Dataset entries
────────────────
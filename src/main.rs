use clap::Parser;
use std::process::ExitCode;
use tracing::error;
use tracing_subscriber::{EnvFilter, fmt};
use workout_client::app::{Cli, run};

#[tokio::main]
async fn main() -> Result<ExitCode, Box<dyn std::error::Error>> {
    fmt()
        .with_env_filter(EnvFilter::from_default_env().add_directive("info".parse()?))
        .with_writer(std::io::stderr)
        .init();

    let cli = Cli::parse();
    let (outcome, output) = match run(cli).await {
        Ok(result) => result,
        Err(err) => {
            error!("{err}");
            return Ok(ExitCode::FAILURE);
        }
    };

    print!("{output}");
    if outcome.is_success() {
        Ok(ExitCode::SUCCESS)
    } else {
        Ok(ExitCode::FAILURE)
    }
}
────────────────
:: Activity ::
Identify the lines of the entries containing the string "main". Copy each such line.

:: Response to the exercise ::
filename src/main.rs
#[tokio::main]
async fn main() -> Result<ExitCode, Box<dyn std::error::Error>> {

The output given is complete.